I got to LaGuardia well ahead of time, and discovered half an hour before boarding that my flight was delayed. Then cancelled. This was unfortunate, since I had a connecting flight in DC and only had an hour to spare as it was. So after a long, complicated struggle, I got on a flight to DC leaving about 20 minutes later than my original flight. Of course, it didn't take of for over an hour. I arrived in DC around 5:50pm, just in time to see flight 914, my flight, leaving for Paris. I checked with United, and there was a flight at 9:50. Of course, it was booked, so they booked me on an Air France flight for the next day. No fucking way. On the verge of tears, I trekked over to the gate and begged and pleaded to get on the flight. Rodzilla was meeting me at Charles de Gaulle at 8am, and there was no way I would be there before noon. So that had me worried as well. Around 9:35, I finally got my ticket. As a bonus, i had about the only empty seat on the plane next to me.

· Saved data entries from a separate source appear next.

//! Common manifest builder contract.
//!
//! The service exposes HLS and DASH manifests through structurally
//! similar but distinct endpoint families. Both flavors share one
//! lifecycle (create the shell, add one entry per classified muxing,
//! start, await), captured by the [`ManifestBuilder`] trait with an
//! implementation per flavor.

use async_trait::async_trait;

use vodforge_client::ClientResult;
use vodforge_models::{ManifestKind, TaskStatus};

use crate::classify::ClassifiedMuxings;

/// Inputs shared by every builder: the classified muxings and the
/// anchoring output location of the encoding.
#[derive(Debug, Clone)]
pub struct ManifestLayout {
    /// Encoding the manifest describes
    pub encoding_id: String,
    /// Output resource all artifacts were written to
    pub output_id: String,
    /// Common path prefix of all artifacts (the output root)
    pub output_root: String,
    /// Classified muxings, in ladder order
    pub muxings: ClassifiedMuxings,
    /// Manifest file name without extension
    pub manifest_name: String,
    /// Language tag for audio entries
    pub audio_language: String,
}

/// Identifiers produced by [`ManifestBuilder::create`] and consumed when
/// adding components.
#[derive(Debug, Clone)]
pub struct ManifestScaffold {
    pub manifest_id: String,
    /// DASH-only: period and adaptation-set ids.
    pub dash: Option<DashScaffold>,
}

#[derive(Debug, Clone)]
pub struct DashScaffold {
    pub period_id: String,
    pub video_adaptation_set_id: String,
    pub audio_adaptation_set_id: String,
}

/// One manifest flavor's view of the generation lifecycle.
#[async_trait]
pub trait ManifestBuilder: Send + Sync {
    fn kind(&self) -> ManifestKind;

    /// Create the manifest shell (and, for DASH, its period and
    /// adaptation sets).
    async fn create(&self, layout: &ManifestLayout) -> ClientResult<ManifestScaffold>;

    /// Add one entry per classified muxing, audio first, in bucket order.
    async fn add_components(
        &self,
        scaffold: &ManifestScaffold,
        layout: &ManifestLayout,
    ) -> ClientResult<()>;

    /// Start the remote generation job.
    async fn start(&self, manifest_id: &str) -> ClientResult<()>;

    /// Fetch the generation job status.
    async fn status(&self, manifest_id: &str) -> ClientResult<TaskStatus>;
}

I hadn't flown in six years, and I'm still somewhat amazed by the concept of flight. While I was in the can, 30,000 feet over the Atlantic, I thought to myself "I'll bet that none of the people who ever worked on the idea of human flight never thought "Someday, man will be able to pee 30,000 feet over the Atlantic." Just a little bonus, I suppose. I wonder how flights would be arranged if somehow the pressure of altitude or other circumstances of flying made the human bladder shut down.
Friday, March 10.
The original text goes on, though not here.